Thursday 26 March 2009

Tika and Solr

This is just a quick note to document another experience with Solr.

Background: To index Word, Excel, PDF and other "unstructured" documents, Solr uses Tika, another Apache project. Tika comes bundled in Solr and is ready to run in Solr. However, if you want to run Tika individually (e.g. you don't trust your installation, or you're just curious) you have to copy a few .jar files around (Java experts who can manage class paths will probably tell me there's a better way to do this).

I did
cd [Your path]/apache-solr-nightly/lib
cp commons-io-1.4.jar commons-codec-1.3.jar [Your path]/apache-solr-nightly/example/solr/lib
cp ~/.m2/repository/org/jempbox/jempbox/0.2.0/jempbox-0.2.0.jar [Your path]/apache-solr-nightly/example/solr/lib
(I have no idea where ~/.m2 came from. It may have been when I ran the Tika build.) Then I could run
java -jar tika-0.2.jar
in that directory.

Sunday 22 March 2009

Solr and Rails

Well, after some long diversions I have Solr working in some simple test cases with Rails. The long diversion was partly caused by not understanding what was offered by the Rails Solr plug-in, so I'm going to give an overview here, and a link to detailed instructions for Solr in Rails at the end of this post.

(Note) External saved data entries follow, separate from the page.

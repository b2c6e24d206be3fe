//! Impulse-based collision response.
//!
//! Called by the detector for each published pair when
//! [`CollisionConfig::enable_collision_response`](crate::resources::collisionconfig::CollisionConfig)
//! is set. One pass, one iteration per pair: position correction followed by
//! a restitution impulse along the contact normal. No friction, no rotation.
//!
//! The math lives in [`solve_contact`], which works on plain [`BodyState`]
//! values; [`resolve_collision`] loads them from the world and writes back.

use bevy_ecs::prelude::*;
use glam::Vec2;
use log::trace;

use crate::components::mapposition::MapPosition;
use crate::components::physicsbody::PhysicsBody;
use crate::components::rigidbody::RigidBody;

/// Penetration tolerated without correction.
pub const POSITION_CORRECTION_SLOP: f32 = 0.01;
/// Fraction of the remaining penetration removed per resolution.
pub const POSITION_CORRECTION_PERCENT: f32 = 0.8;

/// Everything the solver needs to know about one participant.
#[derive(Debug, Clone, Copy, PartialEq)]
pub struct BodyState {
    pub position: Vec2,
    /// `None` when the entity has no [`RigidBody`].
    pub velocity: Option<Vec2>,
    pub mass: f32,
    pub is_static: bool,
    pub restitution: f32,
}

impl BodyState {
    pub fn new(position: Vec2, velocity: Option<Vec2>, physics: PhysicsBody) -> Self {
        Self {
            position,
            velocity,
            mass: physics.mass,
            is_static: physics.is_static,
            restitution: physics.restitution,
        }
    }
}

/// Separate two bodies and apply a restitution impulse.
///
/// `normal` points from `a` toward `b`; `depth` is the penetration along it.
pub fn solve_contact(a: &mut BodyState, b: &mut BodyState, normal: Vec2, depth: f32) {
    if a.is_static && b.is_static {
        return;
    }

    if depth > 0.0 {
        let correction = normal * ((depth - POSITION_CORRECTION_SLOP).max(0.0) * POSITION_CORRECTION_PERCENT);
        if !a.is_static && !b.is_static {
            let total = a.mass + b.mass;
            a.position -= correction * (b.mass / total);
            b.position += correction * (a.mass / total);
        } else if b.is_static {
            a.position -= correction;
        } else {
            b.position += correction;
        }
    }

    let (Some(velocity_a), Some(velocity_b)) = (a.velocity, b.velocity) else {
        return;
    };
    let velocity_along_normal = (velocity_b - velocity_a).dot(normal);
    if velocity_along_normal >= 0.0 {
        return;
    }

    let restitution = (a.restitution + b.restitution) * 0.5;
    let magnitude =
        -(1.0 + restitution) * velocity_along_normal / (1.0 / a.mass + 1.0 / b.mass);
    let impulse = normal * magnitude;

    if !a.is_static {
        a.velocity = Some(velocity_a - impulse / a.mass);
    }
    if !b.is_static {
        b.velocity = Some(velocity_b + impulse / b.mass);
    }
}

fn load_body(world: &World, entity: Entity) -> Option<BodyState> {
    let position = world.get::<MapPosition>(entity)?.pos;
    let velocity = world.get::<RigidBody>(entity).map(|rb| rb.velocity);
    let physics = world.get::<PhysicsBody>(entity).copied().unwrap_or_default();
    Some(BodyState::new(position, velocity, physics))
}

fn store_body(world: &mut World, entity: Entity, state: &BodyState) {
    if state.is_static {
        return;
    }
    if let Some(mut position) = world.get_mut::<MapPosition>(entity) {
        position.pos = state.position;
    }
    if let (Some(velocity), Some(mut rigidbody)) = (state.velocity, world.get_mut::<RigidBody>(entity)) {
        rigidbody.velocity = velocity;
    }
}

/// Resolve one detected collision against the live world state.
///
/// Entities without a [`MapPosition`] (or already despawned) are left alone.
/// Missing [`PhysicsBody`] means dynamic, mass 1, restitution 0.
pub fn resolve_collision(world: &mut World, a: Entity, b: Entity, normal: Vec2, depth: f32) {
    let (Some(mut state_a), Some(mut state_b)) = (load_body(world, a), load_body(world, b)) else {
        return;
    };
    solve_contact(&mut state_a, &mut state_b, normal, depth);
    trace!(
        "Resolved {:?}/{:?}: positions {:?}/{:?}, velocities {:?}/{:?}",
        a, b, state_a.position, state_b.position, state_a.velocity, state_b.velocity
    );
    store_body(world, a, &state_a);
    store_body(world, b, &state_b);
}

#[cfg(test)]
mod tests {
    use super::*;

    const EPSILON: f32 = 1e-5;

    fn approx_eq(a: f32, b: f32) -> bool {
        (a - b).abs() < EPSILON
    }

    fn vec_approx_eq(a: Vec2, b: Vec2) -> bool {
        approx_eq(a.x, b.x) && approx_eq(a.y, b.y)
    }

    fn body(x: f32, velocity: Option<Vec2>, physics: PhysicsBody) -> BodyState {
        BodyState::new(Vec2::new(x, 0.0), velocity, physics)
    }

    // ==================== POSITION CORRECTION ====================

    #[test]
    fn equal_masses_split_correction() {
        let mut a = body(0.0, None, PhysicsBody::default());
        let mut b = body(5.0, None, PhysicsBody::default());
        solve_contact(&mut a, &mut b, Vec2::X, 1.01);
        // (1.01 - 0.01) * 0.8 = 0.8, half each
        assert!(vec_approx_eq(a.position, Vec2::new(-0.4, 0.0)));
        assert!(vec_approx_eq(b.position, Vec2::new(5.4, 0.0)));
    }

    #[test]
    fn heavier_body_moves_less() {
        let mut a = body(0.0, None, PhysicsBody::default().with_mass(3.0));
        let mut b = body(5.0, None, PhysicsBody::default().with_mass(1.0));
        solve_contact(&mut a, &mut b, Vec2::X, 1.01);
        assert!(vec_approx_eq(a.position, Vec2::new(-0.2, 0.0)));
        assert!(vec_approx_eq(b.position, Vec2::new(5.6, 0.0)));
    }

    #[test]
    fn dynamic_body_takes_full_correction_against_static() {
        let mut wall = body(0.0, None, PhysicsBody::fixed());
        let mut ball = body(5.0, None, PhysicsBody::default().with_mass(10.0));
        solve_contact(&mut wall, &mut ball, Vec2::X, 1.01);
        assert_eq!(wall.position, Vec2::ZERO);
        assert!(vec_approx_eq(ball.position, Vec2::new(5.8, 0.0)));

        let mut ball = body(0.0, None, PhysicsBody::default());
        let mut wall = body(5.0, None, PhysicsBody::fixed());
        solve_contact(&mut ball, &mut wall, Vec2::X, 1.01);
        assert!(vec_approx_eq(ball.position, Vec2::new(-0.8, 0.0)));
        assert_eq!(wall.position, Vec2::new(5.0, 0.0));
    }

    #[test]
    fn penetration_within_slop_is_not_corrected() {
        let mut a = body(0.0, None, PhysicsBody::default());
        let mut b = body(5.0, None, PhysicsBody::default());
        solve_contact(&mut a, &mut b, Vec2::X, 0.005);
        assert_eq!(a.position, Vec2::ZERO);
        assert_eq!(b.position, Vec2::new(5.0, 0.0));
    }

    // ==================== VELOCITY IMPULSE ====================

    #[test]
    fn static_pair_is_untouched() {
        let mut a = body(0.0, Some(Vec2::new(10.0, 0.0)), PhysicsBody::fixed());
        let mut b = body(5.0, Some(Vec2::new(-10.0, 0.0)), PhysicsBody::fixed());
        let (before_a, before_b) = (a, b);
        solve_contact(&mut a, &mut b, Vec2::X, 3.0);
        assert_eq!(a, before_a);
        assert_eq!(b, before_b);
    }

    #[test]
    fn inelastic_head_on_stops_both() {
        let mut a = body(0.0, Some(Vec2::new(10.0, 0.0)), PhysicsBody::default());
        let mut b = body(5.0, Some(Vec2::new(-10.0, 0.0)), PhysicsBody::default());
        solve_contact(&mut a, &mut b, Vec2::X, 0.0);
        assert!(vec_approx_eq(a.velocity.unwrap(), Vec2::ZERO));
        assert!(vec_approx_eq(b.velocity.unwrap(), Vec2::ZERO));
    }

    #[test]
    fn elastic_head_on_swaps_velocities() {
        let elastic = PhysicsBody::default().with_restitution(1.0);
        let mut a = body(0.0, Some(Vec2::new(10.0, 0.0)), elastic);
        let mut b = body(5.0, Some(Vec2::new(-10.0, 0.0)), elastic);
        solve_contact(&mut a, &mut b, Vec2::X, 0.0);
        assert!(vec_approx_eq(a.velocity.unwrap(), Vec2::new(-10.0, 0.0)));
        assert!(vec_approx_eq(b.velocity.unwrap(), Vec2::new(10.0, 0.0)));
    }

    #[test]
    fn restitution_is_averaged() {
        let mut a = body(0.0, Some(Vec2::new(10.0, 0.0)), PhysicsBody::default().with_restitution(1.0));
        let mut b = body(5.0, Some(Vec2::ZERO), PhysicsBody::default());
        solve_contact(&mut a, &mut b, Vec2::X, 0.0);
        // e = 0.5, vn = -10, j = 1.5 * 10 / 2 = 7.5
        assert!(vec_approx_eq(a.velocity.unwrap(), Vec2::new(2.5, 0.0)));
        assert!(vec_approx_eq(b.velocity.unwrap(), Vec2::new(7.5, 0.0)));
    }

    #[test]
    fn separating_bodies_keep_velocities() {
        let mut a = body(0.0, Some(Vec2::new(-3.0, 1.0)), PhysicsBody::default());
        let mut b = body(5.0, Some(Vec2::new(4.0, 2.0)), PhysicsBody::default());
        solve_contact(&mut a, &mut b, Vec2::X, 0.0);
        assert_eq!(a.velocity, Some(Vec2::new(-3.0, 1.0)));
        assert_eq!(b.velocity, Some(Vec2::new(4.0, 2.0)));
    }

    #[test]
    fn missing_velocity_skips_impulse_but_corrects_position() {
        let mut a = body(0.0, Some(Vec2::new(10.0, 0.0)), PhysicsBody::default());
        let mut b = body(5.0, None, PhysicsBody::default());
        solve_contact(&mut a, &mut b, Vec2::X, 1.01);
        assert_eq!(a.velocity, Some(Vec2::new(10.0, 0.0)));
        assert!(vec_approx_eq(a.position, Vec2::new(-0.4, 0.0)));
    }

    #[test]
    fn static_side_keeps_velocity() {
        let mut ball = body(0.0, Some(Vec2::new(0.0, 6.0)), PhysicsBody::default());
        let mut floor = body(5.0, Some(Vec2::ZERO), PhysicsBody::fixed());
        solve_contact(&mut ball, &mut floor, Vec2::Y, 0.0);
        // j = 6 / 2 = 3
        assert!(vec_approx_eq(ball.velocity.unwrap(), Vec2::new(0.0, 3.0)));
        assert_eq!(floor.velocity, Some(Vec2::ZERO));
    }

    // ==================== WORLD ====================

    #[test]
    fn resolve_collision_writes_back_to_components() {
        let mut world = World::new();
        let a = world
            .spawn((MapPosition::new(0.0, 0.0), RigidBody::with_velocity(Vec2::new(10.0, 0.0))))
            .id();
        let b = world
            .spawn((
                MapPosition::new(9.0, 0.0),
                RigidBody::with_velocity(Vec2::new(-10.0, 0.0)),
                PhysicsBody::default(),
            ))
            .id();

        resolve_collision(&mut world, a, b, Vec2::X, 1.01);

        assert!(approx_eq(world.get::<MapPosition>(a).unwrap().pos.x, -0.4));
        assert!(approx_eq(world.get::<MapPosition>(b).unwrap().pos.x, 9.4));
        assert!(vec_approx_eq(world.get::<RigidBody>(a).unwrap().velocity, Vec2::ZERO));
        assert!(vec_approx_eq(world.get::<RigidBody>(b).unwrap().velocity, Vec2::ZERO));
    }

    #[test]
    fn resolve_collision_ignores_despawned_entity() {
        let mut world = World::new();
        let a = world.spawn(MapPosition::new(0.0, 0.0)).id();
        let b = world.spawn(MapPosition::new(1.0, 0.0)).id();
        world.despawn(b);
        resolve_collision(&mut world, a, b, Vec2::X, 5.0);
        assert_eq!(world.get::<MapPosition>(a).unwrap().pos, Vec2::ZERO);
    }
}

The Rails plug-in for Solr from git://github.com/mattmatt/acts_as_solr.git includes a complete installation of Solr. You don't need to install Solr separately. (My "long diversion" is that I rushed off and installed Solr separately, and spent a fair bit of time getting it running due to my ignorance of how it worked.)

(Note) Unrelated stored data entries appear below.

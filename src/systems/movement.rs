//! Velocity integration.
//!
//! Runs after the tile blocker so a blocked axis, already zeroed, does not
//! advance, while the free axis keeps sliding.

use bevy_ecs::prelude::*;

use crate::components::mapposition::MapPosition;
use crate::components::rigidbody::RigidBody;
use crate::resources::worldtime::WorldTime;

/// Apply enabled forces to velocity, then velocity to position.
pub fn movement(mut query: Query<(&mut MapPosition, &mut RigidBody)>, time: Res<WorldTime>) {
    let dt = time.delta;
    for (mut position, mut rigidbody) in query.iter_mut() {
        if rigidbody.frozen {
            continue;
        }
        let acceleration = rigidbody.total_acceleration();
        if acceleration != glam::Vec2::ZERO {
            rigidbody.velocity += acceleration * dt;
        }
        let velocity = rigidbody.velocity;
        position.pos += velocity * dt;
    }
}
//! Collision configuration resource.
//!
//! Holds the switch for the built-in collision response and the
//! [`CollisionMatrix`]. Values can be loaded from an INI file; anything
//! missing keeps its current value.
//!
//! # Configuration File Format
//!
//! ```ini
//! [collision]
//! enable_response = true
//!
//! [matrix]
//! enemy/enemy = true
//! player/pickup = false
//! ```
//!
//! Matrix keys are two layer names separated by `/`. Layer names are the
//! snake_case names of [`CollisionLayer`].

use std::path::Path;

use bevy_ecs::prelude::*;
use configparser::ini::Ini;
use log::{info, warn};

use crate::components::collisionlayer::CollisionLayer;
use crate::resources::collisionmatrix::CollisionMatrix;

const SECTION_COLLISION: &str = "collision";
const SECTION_MATRIX: &str = "matrix";
const KEY_ENABLE_RESPONSE: &str = "enable_response";

/// Collision settings shared by the detector and the response.
///
/// Response is off by default: most games react to collisions in their own
/// observers (score, bounce, damage) rather than through impulses.
#[derive(Resource, Debug, Clone, Default)]
pub struct CollisionConfig {
    pub enable_collision_response: bool,
    pub matrix: CollisionMatrix,
}

impl CollisionConfig {
    pub fn new() -> Self {
        Self::default()
    }

    pub fn with_response(mut self, enabled: bool) -> Self {
        self.enable_collision_response = enabled;
        self
    }

    pub fn with_matrix(mut self, matrix: CollisionMatrix) -> Self {
        self.matrix = matrix;
        self
    }

    /// Load settings from an INI file.
    pub fn load_from_file(&mut self, path: impl AsRef<Path>) -> Result<(), String> {
        let path = path.as_ref();
        let mut config = Ini::new();
        config
            .load(path)
            .map_err(|e| format!("Failed to load collision config {:?}: {}", path, e))?;
        self.apply_ini(&config);
        info!(
            "Loaded collision config from {:?}: response={}, {} allowed layer pairs",
            path,
            self.enable_collision_response,
            self.matrix.allowed_pairs().count()
        );
        Ok(())
    }

    /// Load settings from INI text.
    pub fn load_from_str(&mut self, contents: &str) -> Result<(), String> {
        let mut config = Ini::new();
        config
            .read(contents.to_string())
            .map_err(|e| format!("Failed to parse collision config: {}", e))?;
        self.apply_ini(&config);
        Ok(())
    }

    fn apply_ini(&mut self, config: &Ini) {
        match config.getbool(SECTION_COLLISION, KEY_ENABLE_RESPONSE) {
            Ok(Some(enabled)) => self.enable_collision_response = enabled,
            Ok(None) => {}
            Err(e) => warn!("Ignoring [{}] {}: {}", SECTION_COLLISION, KEY_ENABLE_RESPONSE, e),
        }

        let Some(entries) = config.get_map_ref().get(SECTION_MATRIX) else {
            return;
        };
        let mut keys: Vec<&String> = entries.keys().collect();
        keys.sort();
        for key in keys {
            let value = entries.get(key).cloned().flatten();
            match parse_matrix_entry(key, value.as_deref()) {
                Ok((a, b, allowed)) => self.matrix.set_collision(a, b, allowed),
                Err(e) => warn!("Ignoring [{}] {}: {}", SECTION_MATRIX, key, e),
            }
        }
    }

    /// Save the response flag and every allowed pair to an INI file.
    ///
    /// Pairs are written as explicit `true`/`false` entries for the whole
    /// table, so the saved file reproduces this matrix regardless of defaults.
    pub fn save_to_file(&self, path: impl AsRef<Path>) -> Result<(), String> {
        let path = path.as_ref();
        let mut config = Ini::new();
        config.set(
            SECTION_COLLISION,
            KEY_ENABLE_RESPONSE,
            Some(self.enable_collision_response.to_string()),
        );
        for (i, a) in CollisionLayer::ALL.iter().enumerate() {
            for b in &CollisionLayer::ALL[i..] {
                let key = format!("{}/{}", a.name(), b.name());
                config.set(
                    SECTION_MATRIX,
                    &key,
                    Some(self.matrix.can_collide(*a, *b).to_string()),
                );
            }
        }
        config
            .write(path)
            .map_err(|e| format!("Failed to save collision config {:?}: {}", path, e))?;
        info!("Saved collision config to {:?}", path);
        Ok(())
    }
}

fn parse_matrix_entry(
    key: &str,
    value: Option<&str>,
) -> Result<(CollisionLayer, CollisionLayer, bool), String> {
    let (a, b) = key
        .split_once('/')
        .ok_or_else(|| "expected '<layer>/<layer>'".to_string())?;
    let a: CollisionLayer = a.parse()?;
    let b: CollisionLayer = b.parse()?;
    let allowed = match value.map(|v| v.trim().to_ascii_lowercase()).as_deref() {
        Some("true" | "yes" | "on" | "1") => true,
        Some("false" | "no" | "off" | "0") => false,
        Some(other) => return Err(format!("'{}' is not a boolean", other)),
        None => return Err("missing value".to_string()),
    };
    Ok((a, b, allowed))
}
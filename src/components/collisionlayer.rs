//! Collision layers and per-entity layer resolution.
//!
//! Every collidable entity belongs to exactly one [`CollisionLayer`]. The
//! layer comes from, in order of precedence:
//!
//! 1. an explicit [`CollisionLayerTag`] component,
//! 2. the first semantic tag found among [`Player`], [`Enemy`],
//!    [`Projectile`], [`Static`] and [`Environment`],
//! 3. [`CollisionLayer::Default`].
//!
//! Whether two layers interact is decided by the
//! [`CollisionMatrix`](crate::resources::collisionmatrix::CollisionMatrix).

use std::fmt;
use std::str::FromStr;

use bevy_ecs::prelude::Component;
use bevy_ecs::world::EntityRef;

use crate::components::tags::{Enemy, Environment, Player, Projectile, Static};

#[derive(Debug, Clone, Copy, PartialEq, Eq, Hash, PartialOrd, Ord)]
pub enum CollisionLayer {
    Default,
    Player,
    Enemy,
    Projectile,
    Environment,
    PlayerProjectile,
    EnemyProjectile,
    Pickup,
    Trigger,
}

impl CollisionLayer {
    pub const COUNT: usize = 9;

    pub const ALL: [CollisionLayer; Self::COUNT] = [
        CollisionLayer::Default,
        CollisionLayer::Player,
        CollisionLayer::Enemy,
        CollisionLayer::Projectile,
        CollisionLayer::Environment,
        CollisionLayer::PlayerProjectile,
        CollisionLayer::EnemyProjectile,
        CollisionLayer::Pickup,
        CollisionLayer::Trigger,
    ];

    /// Row/column of this layer in the collision matrix.
    pub fn index(self) -> usize {
        self as usize
    }

    /// Snake-case name used in configuration files.
    pub fn name(self) -> &'static str {
        match self {
            CollisionLayer::Default => "default",
            CollisionLayer::Player => "player",
            CollisionLayer::Enemy => "enemy",
            CollisionLayer::Projectile => "projectile",
            CollisionLayer::Environment => "environment",
            CollisionLayer::PlayerProjectile => "player_projectile",
            CollisionLayer::EnemyProjectile => "enemy_projectile",
            CollisionLayer::Pickup => "pickup",
            CollisionLayer::Trigger => "trigger",
        }
    }
}

impl fmt::Display for CollisionLayer {
    fn fmt(&self, f: &mut fmt::Formatter<'_>) -> fmt::Result {
        f.write_str(self.name())
    }
}

impl FromStr for CollisionLayer {
    type Err = String;

    /// Accepts `player_projectile`, `PlayerProjectile` or `playerprojectile`.
    fn from_str(s: &str) -> Result<Self, Self::Err> {
        let wanted: String = s
            .trim()
            .chars()
            .filter(|c| *c != '_')
            .map(|c| c.to_ascii_lowercase())
            .collect();
        CollisionLayer::ALL
            .into_iter()
            .find(|layer| layer.name().replace('_', "") == wanted)
            .ok_or_else(|| format!("Unknown collision layer '{}'", s))
    }
}

/// Explicit layer assignment. Takes precedence over tag inference.
#[derive(Component, Debug, Clone, Copy, PartialEq, Eq)]
pub struct CollisionLayerTag(pub CollisionLayer);

/// Resolve the collision layer of an entity.
pub fn resolve_layer(entity: EntityRef) -> CollisionLayer {
    if let Some(tag) = entity.get::<CollisionLayerTag>() {
        return tag.0;
    }
    if entity.contains::<Player>() {
        CollisionLayer::Player
    } else if entity.contains::<Enemy>() {
        CollisionLayer::Enemy
    } else if entity.contains::<Projectile>() {
        CollisionLayer::Projectile
    } else if entity.contains::<Static>() || entity.contains::<Environment>() {
        CollisionLayer::Environment
    } else {
        CollisionLayer::Default
    }
}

If you want to index Word, Excel, PDF, and other types of documents, there is a bit of additional configuration to do. To index those files types you have to get a nightly build of Solr from here, and copy some files and directories as described in the link at the end of this post. You have to add the following lines to example/solr/conf/solrconf.xml:
  <requestHandler name="/update/extract" class="org.apache.solr.handler.extraction.ExtractingRequestHandler">
<lst name="defaults">
<str name="ext.map.Last-Modified">last_modified</str>
<bool name="ext.ignore.und.fl">true</bool>
</lst>
</requestHandler>
The plug-in also includes rake tasks to start and stop instances of the Solr server for development, test and production -- very handy. Just type
rake solr:start RAILS_ENV=test 
to start the test Solr server (default environment is development). It also gives you a yaml file in your environment directory to configure the ports that each instance of Solr will use (as installed: production on 8983, test on 8981 and development on 8982).

One thing I learned on my diversion is that Solr comes with an administration user interface that shows how many documents are in the Solr database, and lets you try ad-hoc queries. It's a good way to test if Solr is actually running. For example, after running the rake task to start Solr for development, you can browse to localhost:8982/solr/admin and you should get the Solr administration page.

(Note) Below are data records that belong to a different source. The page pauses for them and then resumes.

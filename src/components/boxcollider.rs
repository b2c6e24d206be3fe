//! Axis-aligned box collider and the AABB math shared by the collision systems.
//!
//! A [`BoxCollider`] is pure data: a size and a local offset from the entity's
//! [`MapPosition`](super::mapposition::MapPosition) anchor to the top-left
//! corner of the box. World-space bounds are derived on demand as an [`Aabb`].
//!
//! [`Aabb::contact`] is the narrow phase used by the detector: it reports the
//! overlap midpoint, the minimum-penetration axis as a signed unit normal and
//! the penetration depth along that axis.

use bevy_ecs::prelude::Component;
use glam::Vec2;

#[derive(Debug, Clone, Copy, PartialEq, Component)]
pub struct BoxCollider {
    pub size: Vec2,
    pub offset: Vec2,
}

impl BoxCollider {
    /// Create a BoxCollider with given size and no offset.
    pub fn new(width: f32, height: f32) -> Self {
        Self {
            size: Vec2::new(width, height),
            offset: Vec2::ZERO,
        }
    }

    /// Create a BoxCollider, rejecting sizes that are not finite and strictly positive.
    pub fn try_new(width: f32, height: f32) -> Result<Self, String> {
        let collider = Self::new(width, height);
        if collider.is_valid() {
            Ok(collider)
        } else {
            Err(format!(
                "Invalid collider size {}x{}: both sides must be finite and positive",
                width, height
            ))
        }
    }

    /// Modify BoxCollider with given offset
    pub fn with_offset(mut self, offset: Vec2) -> Self {
        self.offset = offset;
        self
    }

    /// True when both sides are finite and strictly positive.
    pub fn is_valid(&self) -> bool {
        self.size.is_finite() && self.size.x > 0.0 && self.size.y > 0.0
    }

    /// World-space bounds of the collider for a given entity position.
    pub fn aabb(&self, position: Vec2) -> Aabb {
        Aabb::from_min_size(position + self.offset, self.size)
    }

    /// World-space center of the collider.
    pub fn center(&self, position: Vec2) -> Vec2 {
        position + self.offset + self.size * 0.5
    }

    /// AABB vs AABB overlap test against another BoxCollider at a different entity position.
    pub fn overlaps(&self, position: Vec2, other: &Self, other_position: Vec2) -> bool {
        self.aabb(position).intersects(&other.aabb(other_position))
    }

    /// Point containment in world space. Edges count as inside.
    pub fn contains_point(&self, position: Vec2, point: Vec2) -> bool {
        let aabb = self.aabb(position);
        point.x >= aabb.min.x && point.x <= aabb.max.x && point.y >= aabb.min.y && point.y <= aabb.max.y
    }
}

/// World-space axis-aligned rectangle. `min` is the top-left corner.
#[derive(Debug, Clone, Copy, PartialEq)]
pub struct Aabb {
    pub min: Vec2,
    pub max: Vec2,
}

/// Narrow-phase result for one overlapping pair.
#[derive(Debug, Clone, Copy, PartialEq)]
pub struct Contact {
    /// Center of the overlap rectangle.
    pub point: Vec2,
    /// Unit vector along the minimum-penetration axis, from the first box toward the second.
    pub normal: Vec2,
    /// Overlap along the chosen axis.
    pub depth: f32,
}

impl Aabb {
    pub fn from_min_size(min: Vec2, size: Vec2) -> Self {
        Self {
            min,
            max: min + size,
        }
    }

    pub fn width(&self) -> f32 {
        self.max.x - self.min.x
    }

    pub fn height(&self) -> f32 {
        self.max.y - self.min.y
    }

    pub fn center(&self) -> Vec2 {
        (self.min + self.max) * 0.5
    }

    /// Strict overlap test: boxes that only share an edge do not intersect.
    pub fn intersects(&self, other: &Aabb) -> bool {
        self.min.x < other.max.x
            && self.max.x > other.min.x
            && self.min.y < other.max.y
            && self.max.y > other.min.y
    }

    /// Contact data for an overlapping pair, `None` if the boxes do not intersect.
    ///
    /// The separating axis is the one with the smaller overlap; ties go to the
    /// vertical axis. The normal's sign follows the vector from this box's
    /// center to `other`'s center along that axis.
    pub fn contact(&self, other: &Aabb) -> Option<Contact> {
        if !self.intersects(other) {
            return None;
        }

        let overlap_min = self.min.max(other.min);
        let overlap_max = self.max.min(other.max);
        let overlap = overlap_max - overlap_min;
        let point = (overlap_min + overlap_max) * 0.5;
        let delta = other.center() - self.center();

        let (normal, depth) = if overlap.x < overlap.y {
            let sign = if delta.x < 0.0 { -1.0 } else { 1.0 };
            (Vec2::new(sign, 0.0), overlap.x)
        } else {
            let sign = if delta.y < 0.0 { -1.0 } else { 1.0 };
            (Vec2::new(0.0, sign), overlap.y)
        };

        Some(Contact {
            point,
            normal,
            depth,
        })
    }
}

So that's the overview. The detailed write up is here. It's good. I just wish I had this overview first so I knew what I was getting and where I was going.

Friday 20 March 2009

Rsync iPhone

If you're using the Cydia installer on your iPhone, there's a package for rsync. Just open Cydia and search for "rsync". You won't find a "BSD subsystem" package, because they say Cydia comes with BSD. It might, but it doesn't come with rsync hence the extra installation.

Thursday 19 March 2009

Creating Screencasts on Ubuntu

I'm building a web site using Drupal 6 for my son's school's parent advisory council. The idea of the site is to facilitate community participation. Since we're a volunteer group and we aren't at the same workplace every day, I thought screencasts might be a great way to help people learn how to use the site.

This post covers the technical how-to for screencasts with Ubuntu 8.10 on a Lenovo x300. When we get some feedback about whether the screencasts are helpful, I'll post about the social part of the experience.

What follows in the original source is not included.